[Opening Recorded information section]

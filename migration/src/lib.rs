//! Database migrations for the job orchestrator.
//!
//! This module contains all database migrations using SeaORM Migration.

pub use sea_orm_migration::prelude::*;

mod m2025_11_10_090000_create_jobs;
mod m2025_11_10_090100_create_checkpoint_entries;

pub struct Migrator;

#[async_trait::async_trait]
impl MigratorTrait for Migrator {
    fn migrations() -> Vec<Box<dyn MigrationTrait>> {
        vec![
            Box::new(m2025_11_10_090000_create_jobs::Migration),
            Box::new(m2025_11_10_090100_create_checkpoint_entries::Migration),
        ]
    }
}
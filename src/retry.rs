//! # Retry Policy
//!
//! Decides whether a failed job is retried and when. Classification looks at
//! the upstream status code first, then the error category, then the
//! message text. Permanent errors never retry; unclassifiable errors retry
//! until the job's ceiling is reached.

use std::sync::LazyLock;
use std::time::Duration;

use rand::{Rng, thread_rng};
use regex::Regex;
use serde::Serialize;

use crate::config::RetryConfig;
use crate::error::{ExecutionError, ExecutionErrorKind};
use crate::models::{JobModel, JobStatus};

static TRANSIENT_MESSAGE: LazyLock<Regex> = LazyLock::new(|| {
    Regex::new(
        r"(?i)\b(time[ds]? ?out|timed out|connection (refused|reset|closed|aborted)|connect(ion)? error|temporar(y|ily)|unavailable|rate[ -]?limit(ed)?|too many requests|throttl(ed|ing)|try again|network|broken pipe|eof)\b",
    )
    .unwrap()
});

static PERMANENT_MESSAGE: LazyLock<Regex> = LazyLock::new(|| {
    Regex::new(
        r"(?i)\b(not found|does not exist|no such|unauthori[sz]ed|forbidden|invalid (credentials|token|input|parameter|argument)s?|authentication failed|permission denied|malformed|bad request|parse error|validation failed|account (suspended|deleted|private))\b",
    )
    .unwrap()
});

const TRANSIENT_CATEGORIES: &[&str] = &[
    "timeout",
    "connection",
    "network",
    "rate_limit",
    "rate_limited",
    "throttled",
    "server_error",
    "unavailable",
];

const PERMANENT_CATEGORIES: &[&str] = &[
    "not_found",
    "auth",
    "authentication",
    "authorization",
    "forbidden",
    "invalid_input",
    "validation",
    "malformed",
    "bad_request",
];

/// Caps the exponent so `2^n` stays finite for absurd retry counts.
const MAX_BACKOFF_EXPONENT: u32 = 32;

/// Outcome of [`RetryPolicy::should_retry`].
#[derive(Debug, Clone, PartialEq, Serialize)]
pub struct RetryDecision {
    pub retry: bool,
    /// Delay before the next attempt; zero when not retrying
    pub delay: Duration,
    pub classification: ExecutionErrorKind,
    pub reason: String,
}

/// Exponential backoff retry policy with jitter.
#[derive(Debug, Clone)]
pub struct RetryPolicy {
    base_delay: Duration,
    max_delay: Duration,
    jitter_pct: f64,
}

impl Default for RetryPolicy {
    fn default() -> Self {
        Self::from_config(&RetryConfig::default())
    }
}

impl RetryPolicy {
    pub fn new(base_delay: Duration, max_delay: Duration, jitter_pct: f64) -> Self {
        Self {
            base_delay,
            max_delay,
            jitter_pct: jitter_pct.clamp(0.0, 1.0),
        }
    }

    pub fn from_config(config: &RetryConfig) -> Self {
        Self::new(config.base_delay(), config.max_delay(), config.jitter_pct)
    }

    /// Decides whether `job` should be retried after `error`.
    pub fn should_retry(&self, job: &JobModel, error: &ExecutionError) -> RetryDecision {
        let classification = classify(error);

        if job.status == JobStatus::Cancelled {
            return RetryDecision {
                retry: false,
                delay: Duration::ZERO,
                classification,
                reason: "job was cancelled".to_string(),
            };
        }

        if job.retry_count >= job.max_retries {
            return RetryDecision {
                retry: false,
                delay: Duration::ZERO,
                classification,
                reason: format!(
                    "retry ceiling reached ({}/{})",
                    job.retry_count, job.max_retries
                ),
            };
        }

        if classification == ExecutionErrorKind::Permanent {
            return RetryDecision {
                retry: false,
                delay: Duration::ZERO,
                classification,
                reason: "permanent error".to_string(),
            };
        }

        let retry_count = job.retry_count.max(0) as u32;
        let delay = self.delay(retry_count);
        RetryDecision {
            retry: true,
            delay,
            classification,
            reason: format!(
                "{} error, attempt {} of {}",
                classification.as_str(),
                retry_count + 1,
                job.max_retries
            ),
        }
    }

    /// Deterministic part of the delay: `min(base * 2^retry_count, max)`.
    pub fn backoff(&self, retry_count: u32) -> Duration {
        let exponent = retry_count.min(MAX_BACKOFF_EXPONENT) as i32;
        let seconds = self.base_delay.as_secs_f64() * 2_f64.powi(exponent);
        Duration::from_secs_f64(seconds.min(self.max_delay.as_secs_f64()))
    }

    /// Backoff plus uniform jitter in `[0, jitter_pct * backoff]`.
    pub fn delay(&self, retry_count: u32) -> Duration {
        let backoff = self.backoff(retry_count).as_secs_f64();
        let jitter = thread_rng().gen_range(0.0..=(self.jitter_pct * backoff));
        Duration::from_secs_f64(backoff + jitter)
    }
}

/// Classifies an execution error as transient or permanent. Errors that
/// carry an explicit kind keep it; otherwise the status code, category and
/// message are inspected in that order.
pub fn classify(error: &ExecutionError) -> ExecutionErrorKind {
    if error.kind != ExecutionErrorKind::Unclassified {
        return error.kind;
    }

    if let Some(status) = error.status_code {
        match status {
            429 | 500..=599 => return ExecutionErrorKind::Transient,
            400..=499 => return ExecutionErrorKind::Permanent,
            _ => {}
        }
    }

    if let Some(category) = &error.category {
        let category = category.trim().to_ascii_lowercase().replace(['-', ' '], "_");
        if TRANSIENT_CATEGORIES.contains(&category.as_str()) {
            return ExecutionErrorKind::Transient;
        }
        if PERMANENT_CATEGORIES.contains(&category.as_str()) {
            return ExecutionErrorKind::Permanent;
        }
    }

    if TRANSIENT_MESSAGE.is_match(&error.message) {
        return ExecutionErrorKind::Transient;
    }
    if PERMANENT_MESSAGE.is_match(&error.message) {
        return ExecutionErrorKind::Permanent;
    }

    ExecutionErrorKind::Unclassified
}
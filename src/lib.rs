//! # Job Orchestrator Library
//!
//! Asynchronous job orchestration for scrape and backfill work: lifecycle
//! state machine, retry policy, checkpoints, dependency release, queue and
//! worker monitors, SLA tracking and scaling advice.

pub mod broker;
pub mod checkpoint;
pub mod config;
pub mod cursor;
pub mod db;
pub mod dependency;
pub mod error;
pub mod lifecycle;
pub mod models;
pub mod monitor;
pub mod repositories;
pub mod retry;
pub mod scaling;
pub mod service;
pub mod sla;
pub mod telemetry;
pub use migration;
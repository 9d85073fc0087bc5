//! # Worker Health Monitor
//!
//! Polls the broker's worker registry and active task inventory on every
//! call. Results are never cached.

use std::collections::BTreeSet;
use std::sync::Arc;

use chrono::{DateTime, Utc};
use serde::Serialize;
use tracing::{debug, warn};

use crate::broker::Broker;

#[derive(Debug, Clone, Copy, PartialEq, Eq, Serialize)]
#[serde(rename_all = "snake_case")]
pub enum WorkerHealthStatus {
    Healthy,
    /// The registry is empty
    NoWorkers,
    /// Workers report active tasks but are missing from the registry
    Degraded,
    /// The broker could not be reached
    Unavailable,
}

#[derive(Debug, Clone, Copy, PartialEq, Eq, Serialize)]
#[serde(rename_all = "snake_case")]
pub enum WorkerState {
    Idle,
    Busy,
    /// Reports active tasks without being registered
    Unregistered,
}

#[derive(Debug, Clone, PartialEq, Serialize)]
pub struct WorkerSnapshot {
    pub worker_name: String,
    pub active_task_count: usize,
    pub status: WorkerState,
}

#[derive(Debug, Clone, PartialEq, Serialize)]
pub struct WorkerHealth {
    pub status: WorkerHealthStatus,
    /// Registered workers
    pub total_workers: usize,
    /// Workers with at least one claimed task
    pub active_workers: usize,
    pub workers: Vec<WorkerSnapshot>,
    pub checked_at: DateTime<Utc>,
    #[serde(skip_serializing_if = "Option::is_none")]
    pub detail: Option<String>,
}

impl WorkerHealth {
    fn unavailable(detail: String) -> Self {
        Self {
            status: WorkerHealthStatus::Unavailable,
            total_workers: 0,
            active_workers: 0,
            workers: Vec::new(),
            checked_at: Utc::now(),
            detail: Some(detail),
        }
    }
}

#[derive(Clone)]
pub struct WorkerHealthMonitor {
    broker: Arc<dyn Broker>,
}

impl WorkerHealthMonitor {
    pub fn new(broker: Arc<dyn Broker>) -> Self {
        Self { broker }
    }

    pub async fn health(&self) -> WorkerHealth {
        let registered = match self.broker.inspect_registered().await {
            Ok(registered) => registered,
            Err(err) => {
                warn!(error = %err, "worker registry unavailable");
                return WorkerHealth::unavailable(err.to_string());
            }
        };
        let active = match self.broker.inspect_active().await {
            Ok(active) => active,
            Err(err) => {
                warn!(error = %err, "active task inventory unavailable");
                return WorkerHealth::unavailable(err.to_string());
            }
        };

        let names: BTreeSet<&String> = registered.keys().chain(active.keys()).collect();
        let workers: Vec<WorkerSnapshot> = names
            .into_iter()
            .map(|name| {
                let active_task_count = active.get(name).map(Vec::len).unwrap_or(0);
                let status = if !registered.contains_key(name) {
                    WorkerState::Unregistered
                } else if active_task_count > 0 {
                    WorkerState::Busy
                } else {
                    WorkerState::Idle
                };
                WorkerSnapshot {
                    worker_name: name.clone(),
                    active_task_count,
                    status,
                }
            })
            .collect();

        let active_workers = workers
            .iter()
            .filter(|worker| worker.active_task_count > 0)
            .count();
        let unregistered: Vec<&str> = workers
            .iter()
            .filter(|worker| worker.status == WorkerState::Unregistered)
            .map(|worker| worker.worker_name.as_str())
            .collect();

        let (status, detail) = if !unregistered.is_empty() {
            (
                WorkerHealthStatus::Degraded,
                Some(format!(
                    "active workers missing from registry: {}",
                    unregistered.join(", ")
                )),
            )
        } else if registered.is_empty() {
            (WorkerHealthStatus::NoWorkers, None)
        } else {
            (WorkerHealthStatus::Healthy, None)
        };

        debug!(
            status = ?status,
            total_workers = registered.len(),
            active_workers,
            "worker health polled"
        );

        WorkerHealth {
            status,
            total_workers: registered.len(),
            active_workers,
            workers,
            checked_at: Utc::now(),
            detail,
        }
    }
}
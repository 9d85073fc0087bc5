//! # Data Models
//!
//! SeaORM entities persisted by the orchestrator.

pub mod checkpoint_entry;
pub mod job;

pub use checkpoint_entry::{Entity as CheckpointEntry, Model as CheckpointEntryModel};
pub use job::{Entity as Job, JobKind, JobStatus, Model as JobModel};
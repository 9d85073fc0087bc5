//! # Broker Interface
//!
//! Contract for the task queue that executes job work. The orchestrator
//! assumes at-least-once delivery and treats every broker call as fallible.

pub mod local;

use std::collections::BTreeMap;

use async_trait::async_trait;
use chrono::{DateTime, Utc};
use serde::{Deserialize, Serialize};
use serde_json::Value as JsonValue;
use thiserror::Error;
use uuid::Uuid;

use crate::error::ExecutionError;

pub use local::{LocalBroker, TaskHandler};

/// Errors surfaced by a broker.
#[derive(Debug, Error)]
pub enum BrokerError {
    #[error("broker unavailable: {0}")]
    Unavailable(String),
    #[error("broker rejected task {task_name}: {reason}")]
    Rejected { task_name: String, reason: String },
}

/// A task currently claimed by a worker.
#[derive(Debug, Clone, PartialEq, Serialize, Deserialize)]
pub struct ActiveTask {
    pub execution_id: String,
    pub task_name: String,
    pub queue: String,
    pub started_at: DateTime<Utc>,
}

/// Registration details a worker advertises.
#[derive(Debug, Clone, PartialEq, Serialize, Deserialize)]
pub struct WorkerInfo {
    pub queues: Vec<String>,
    pub concurrency: u32,
    pub registered_tasks: Vec<String>,
}

/// Final outcome of one task execution, delivered back to the orchestrator.
#[derive(Debug, Clone)]
pub struct TaskOutcome {
    pub execution_id: String,
    pub task_name: String,
    pub args: JsonValue,
    pub result: Result<JsonValue, ExecutionError>,
}

impl TaskOutcome {
    /// Job the task was submitted for, read from the `job_id` argument.
    pub fn job_id(&self) -> Option<Uuid> {
        self.args
            .get("job_id")
            .and_then(JsonValue::as_str)
            .and_then(|raw| Uuid::parse_str(raw).ok())
    }
}

/// Task queue consumed by the orchestrator.
#[async_trait]
pub trait Broker: Send + Sync {
    /// Enqueues `task_name` on `queue`; returns the execution handle.
    async fn submit(
        &self,
        task_name: &str,
        args: JsonValue,
        queue: &str,
    ) -> Result<String, BrokerError>;

    /// Requests termination of an execution. Returns whether it was known.
    async fn revoke(&self, execution_id: &str) -> Result<bool, BrokerError>;

    /// Tasks currently claimed, keyed by worker name.
    async fn inspect_active(&self) -> Result<BTreeMap<String, Vec<ActiveTask>>, BrokerError>;

    /// Registered workers, keyed by worker name.
    async fn inspect_registered(&self) -> Result<BTreeMap<String, WorkerInfo>, BrokerError>;

    /// Tasks waiting on or claimed from `queue`.
    async fn queue_length(&self, queue: &str) -> Result<u64, BrokerError>;
}

/// Arguments every orchestrated task receives.
pub fn task_args(job_id: Uuid, params: &JsonValue) -> JsonValue {
    serde_json::json!({
        "job_id": job_id.to_string(),
        "params": params,
    })
}

#[cfg(test)]
mod tests {
    use super::*;
    use serde_json::json;

    #[test]
    fn outcome_reads_job_id_from_args() {
        let job_id = Uuid::new_v4();
        let outcome = TaskOutcome {
            execution_id: "e1".to_string(),
            task_name: "scraping.scrape_account".to_string(),
            args: task_args(job_id, &json!({"account_id": 1})),
            result: Ok(json!(null)),
        };
        assert_eq!(outcome.job_id(), Some(job_id));

        let orphan = TaskOutcome {
            args: json!({"params": {}}),
            ..outcome
        };
        assert_eq!(orphan.job_id(), None);
    }
}
//! Test utilities for orchestration tests.
//!
//! Provides an in-memory SQLite job store with migrations applied and a
//! recording broker double that can be switched offline.

#![allow(dead_code)]

use std::collections::{BTreeMap, HashMap};
use std::sync::Arc;
use std::sync::Mutex;
use std::sync::atomic::{AtomicBool, AtomicUsize, Ordering};
use std::time::Duration;

use anyhow::Result;
use async_trait::async_trait;
use migration::{Migrator, MigratorTrait};
use orchestrator::broker::{ActiveTask, Broker, BrokerError, WorkerInfo};
use orchestrator::lifecycle::{JobLifecycleManager, SubmitJob};
use orchestrator::models::JobStatus;
use orchestrator::models::job::ActiveModel;
use orchestrator::repositories::{JobRepository, JobStore, TransitionGuard};
use orchestrator::retry::RetryPolicy;
use sea_orm::{Database, DatabaseConnection, Set};
use serde_json::{Value as JsonValue, json};
use uuid::Uuid;

/// Sets up an in-memory SQLite database with all migrations applied.
pub async fn setup_test_db() -> Result<DatabaseConnection> {
    let db = Database::connect("sqlite::memory:").await?;
    Migrator::up(&db, None).await?;
    Ok(db)
}

/// A task submission seen by [`RecordingBroker`].
#[derive(Debug, Clone)]
pub struct Submission {
    pub execution_id: String,
    pub task_name: String,
    pub args: JsonValue,
    pub queue: String,
}

impl Submission {
    pub fn job_id(&self) -> Option<Uuid> {
        self.args
            .get("job_id")
            .and_then(JsonValue::as_str)
            .and_then(|raw| Uuid::parse_str(raw).ok())
    }
}

/// Broker double that records calls and executes nothing.
#[derive(Default)]
pub struct RecordingBroker {
    offline: AtomicBool,
    next_id: AtomicUsize,
    submissions: Mutex<Vec<Submission>>,
    revoked: Mutex<Vec<String>>,
    registered: Mutex<BTreeMap<String, WorkerInfo>>,
    active: Mutex<BTreeMap<String, Vec<ActiveTask>>>,
    queue_lengths: Mutex<HashMap<String, u64>>,
}

impl RecordingBroker {
    pub fn new() -> Self {
        Self::default()
    }

    pub fn set_offline(&self, offline: bool) {
        self.offline.store(offline, Ordering::SeqCst);
    }

    pub fn submissions(&self) -> Vec<Submission> {
        self.submissions.lock().unwrap().clone()
    }

    pub fn submissions_for(&self, job_id: Uuid) -> Vec<Submission> {
        self.submissions()
            .into_iter()
            .filter(|submission| submission.job_id() == Some(job_id))
            .collect()
    }

    pub fn revoked(&self) -> Vec<String> {
        self.revoked.lock().unwrap().clone()
    }

    pub fn register_worker(&self, name: &str) {
        self.registered.lock().unwrap().insert(
            name.to_string(),
            WorkerInfo {
                queues: vec!["scraping".to_string(), "backfill".to_string()],
                concurrency: 10,
                registered_tasks: Vec::new(),
            },
        );
    }

    pub fn set_active(&self, worker: &str, tasks: usize) {
        let entries = (0..tasks)
            .map(|n| ActiveTask {
                execution_id: format!("{}-task-{}", worker, n),
                task_name: "scraping.scrape_account".to_string(),
                queue: "scraping".to_string(),
                started_at: chrono::Utc::now(),
            })
            .collect();
        self.active.lock().unwrap().insert(worker.to_string(), entries);
    }

    pub fn set_queue_length(&self, queue: &str, length: u64) {
        self.queue_lengths
            .lock()
            .unwrap()
            .insert(queue.to_string(), length);
    }

    fn check_online(&self) -> Result<(), BrokerError> {
        if self.offline.load(Ordering::SeqCst) {
            return Err(BrokerError::Unavailable("connection refused".to_string()));
        }
        Ok(())
    }
}

#[async_trait]
impl Broker for RecordingBroker {
    async fn submit(
        &self,
        task_name: &str,
        args: JsonValue,
        queue: &str,
    ) -> Result<String, BrokerError> {
        self.check_online()?;
        let execution_id = format!("exec-{}", self.next_id.fetch_add(1, Ordering::SeqCst) + 1);
        self.submissions.lock().unwrap().push(Submission {
            execution_id: execution_id.clone(),
            task_name: task_name.to_string(),
            args,
            queue: queue.to_string(),
        });
        Ok(execution_id)
    }

    async fn revoke(&self, execution_id: &str) -> Result<bool, BrokerError> {
        self.check_online()?;
        self.revoked.lock().unwrap().push(execution_id.to_string());
        Ok(true)
    }

    async fn inspect_active(&self) -> Result<BTreeMap<String, Vec<ActiveTask>>, BrokerError> {
        self.check_online()?;
        Ok(self.active.lock().unwrap().clone())
    }

    async fn inspect_registered(&self) -> Result<BTreeMap<String, WorkerInfo>, BrokerError> {
        self.check_online()?;
        Ok(self.registered.lock().unwrap().clone())
    }

    async fn queue_length(&self, queue: &str) -> Result<u64, BrokerError> {
        self.check_online()?;
        Ok(self
            .queue_lengths
            .lock()
            .unwrap()
            .get(queue)
            .copied()
            .unwrap_or(0))
    }
}

/// Retry policy with deterministic delays.
pub fn test_retry_policy() -> RetryPolicy {
    RetryPolicy::new(Duration::from_secs(60), Duration::from_secs(3600), 0.0)
}

/// Store, broker double and lifecycle manager over one in-memory database.
pub struct Harness {
    pub db: DatabaseConnection,
    pub jobs: Arc<JobRepository>,
    pub broker: Arc<RecordingBroker>,
    pub manager: JobLifecycleManager,
}

impl Harness {
    pub async fn new() -> Result<Self> {
        let db = setup_test_db().await?;
        let jobs = Arc::new(JobRepository::new(db.clone()));
        let broker = Arc::new(RecordingBroker::new());
        let manager = JobLifecycleManager::new(jobs.clone(), broker.clone(), test_retry_policy());
        Ok(Self {
            db,
            jobs,
            broker,
            manager,
        })
    }

    pub async fn submit_scrape(&self, account_id: i64) -> Result<Uuid> {
        let job = self
            .manager
            .submit(SubmitJob::new(
                "scrape_one",
                json!({ "account_id": account_id }),
            ))
            .await?;
        Ok(job.id)
    }

    pub async fn status(&self, job_id: Uuid) -> Result<JobStatus> {
        let job = self
            .jobs
            .find(job_id)
            .await?
            .ok_or_else(|| anyhow::anyhow!("job {} missing", job_id))?;
        Ok(job.status)
    }

    /// Clears retry backoff so a retried job is immediately dispatchable.
    pub async fn expire_backoff(&self, job_id: Uuid) -> Result<()> {
        let changes = ActiveModel {
            not_before: Set(None),
            ..Default::default()
        };
        self.jobs
            .transition(
                job_id,
                &TransitionGuard::status_in(&[JobStatus::Pending]),
                changes,
            )
            .await?;
        Ok(())
    }

    /// Moves a scheduled job's run time into the past.
    pub async fn make_due(&self, job_id: Uuid) -> Result<()> {
        let changes = ActiveModel {
            scheduled_for: Set(Some((chrono::Utc::now() - chrono::Duration::seconds(1)).fixed_offset())),
            ..Default::default()
        };
        self.jobs
            .transition(
                job_id,
                &TransitionGuard::status_in(&[JobStatus::Scheduled]),
                changes,
            )
            .await?;
        Ok(())
    }
}
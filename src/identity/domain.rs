use std::fmt;

/// One of the two independent identity contexts. Each has its own token slot,
/// its own session state and its own HTTP client.
#[derive(Debug, Clone, Copy, PartialEq, Eq, Hash)]
pub enum Domain {
    User,
    Admin,
}

impl Domain {
    /// Persisted key for this domain's bearer token. The keys are distinct so
    /// neither domain can overwrite the other.
    pub fn storage_key(self) -> &'static str {
        match self {
            Domain::User => "token",
            Domain::Admin => "adminToken",
        }
    }

    pub fn as_str(self) -> &'static str {
        match self {
            Domain::User => "user",
            Domain::Admin => "admin",
        }
    }
}

impl fmt::Display for Domain {
    fn fmt(&self, f: &mut fmt::Formatter<'_>) -> fmt::Result { f.write_str(self.as_str()) }
}

/// Opaque bearer credential. Never decoded; only persisted and forwarded.
#[derive(Clone, PartialEq, Eq)]
pub struct BearerToken(String);

impl BearerToken {
    pub fn new(raw: impl Into<String>) -> Self { Self(raw.into()) }

    pub fn as_str(&self) -> &str { &self.0 }

    pub fn is_empty(&self) -> bool { self.0.trim().is_empty() }

    /// Value for the `Authorization` header.
    pub fn header_value(&self) -> String { format!("Bearer {}", self.0) }
}

// Tokens end up in tracing output through Debug; keep them out of logs.
impl fmt::Debug for BearerToken {
    fn fmt(&self, f: &mut fmt::Formatter<'_>) -> fmt::Result {
        write!(f, "BearerToken(<{} bytes>)", self.0.len())
    }
}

[Closing Recorded information section]

The word to find is "attempt". Copy every line of the records that holds it.

    /// Delay before the next attempt; zero when not retrying
                "{} error, attempt {} of {}",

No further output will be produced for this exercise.